(Saved data entries)
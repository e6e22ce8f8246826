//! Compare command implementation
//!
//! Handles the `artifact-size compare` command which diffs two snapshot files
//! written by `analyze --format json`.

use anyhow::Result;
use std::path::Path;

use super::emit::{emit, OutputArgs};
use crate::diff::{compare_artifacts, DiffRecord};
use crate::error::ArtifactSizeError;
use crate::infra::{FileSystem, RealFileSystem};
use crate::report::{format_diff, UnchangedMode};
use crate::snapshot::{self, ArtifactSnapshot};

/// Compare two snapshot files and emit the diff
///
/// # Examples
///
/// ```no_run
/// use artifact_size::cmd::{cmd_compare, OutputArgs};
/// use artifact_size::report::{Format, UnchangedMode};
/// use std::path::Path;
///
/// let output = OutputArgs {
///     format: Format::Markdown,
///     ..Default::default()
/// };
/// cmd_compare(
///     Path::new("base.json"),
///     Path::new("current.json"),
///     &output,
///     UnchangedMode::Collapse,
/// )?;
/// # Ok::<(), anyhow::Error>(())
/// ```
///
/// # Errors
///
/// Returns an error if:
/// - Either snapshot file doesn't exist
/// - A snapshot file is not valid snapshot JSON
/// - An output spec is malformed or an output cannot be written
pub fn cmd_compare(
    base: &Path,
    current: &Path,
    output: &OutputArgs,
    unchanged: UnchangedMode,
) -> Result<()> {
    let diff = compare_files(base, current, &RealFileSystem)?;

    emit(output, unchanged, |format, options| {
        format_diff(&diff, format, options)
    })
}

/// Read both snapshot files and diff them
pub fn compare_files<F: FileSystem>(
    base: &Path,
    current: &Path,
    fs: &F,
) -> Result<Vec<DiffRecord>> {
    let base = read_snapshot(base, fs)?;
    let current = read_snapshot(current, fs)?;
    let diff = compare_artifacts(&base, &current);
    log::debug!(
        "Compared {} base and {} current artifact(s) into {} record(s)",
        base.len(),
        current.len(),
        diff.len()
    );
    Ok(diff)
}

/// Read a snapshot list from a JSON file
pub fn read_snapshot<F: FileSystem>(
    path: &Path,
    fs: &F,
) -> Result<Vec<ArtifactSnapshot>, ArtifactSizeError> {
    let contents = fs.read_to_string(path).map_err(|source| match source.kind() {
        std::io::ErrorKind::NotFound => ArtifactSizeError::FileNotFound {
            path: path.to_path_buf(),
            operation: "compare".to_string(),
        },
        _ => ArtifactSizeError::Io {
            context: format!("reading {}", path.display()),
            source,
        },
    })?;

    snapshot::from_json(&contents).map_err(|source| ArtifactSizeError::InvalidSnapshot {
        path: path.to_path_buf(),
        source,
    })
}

### REQUIRED WORK
Set down verbatim only the lines between the start of the data above and the line with "file doesn't exist", both boundaries included.

### RESPONSE
repository e6e22ce8f8246826
//! Compare command implementation
//!
//! Handles the `artifact-size compare` command which diffs two snapshot files
//! written by `analyze --format json`.

use anyhow::Result;
use std::path::Path;

use super::emit::{emit, OutputArgs};
use crate::diff::{compare_artifacts, DiffRecord};
use crate::error::ArtifactSizeError;
use crate::infra::{FileSystem, RealFileSystem};
use crate::report::{format_diff, UnchangedMode};
use crate::snapshot::{self, ArtifactSnapshot};

/// Compare two snapshot files and emit the diff
///
/// # Examples
///
/// ```no_run
/// use artifact_size::cmd::{cmd_compare, OutputArgs};
/// use artifact_size::report::{Format, UnchangedMode};
/// use std::path::Path;
///
/// let output = OutputArgs {
///     format: Format::Markdown,
///     ..Default::default()
/// };
/// cmd_compare(
///     Path::new("base.json"),
///     Path::new("current.json"),
///     &output,
///     UnchangedMode::Collapse,
/// )?;
/// # Ok::<(), anyhow::Error>(())
/// ```
///
/// # Errors
///
/// Returns an error if:
/// - Either snapshot file doesn't exist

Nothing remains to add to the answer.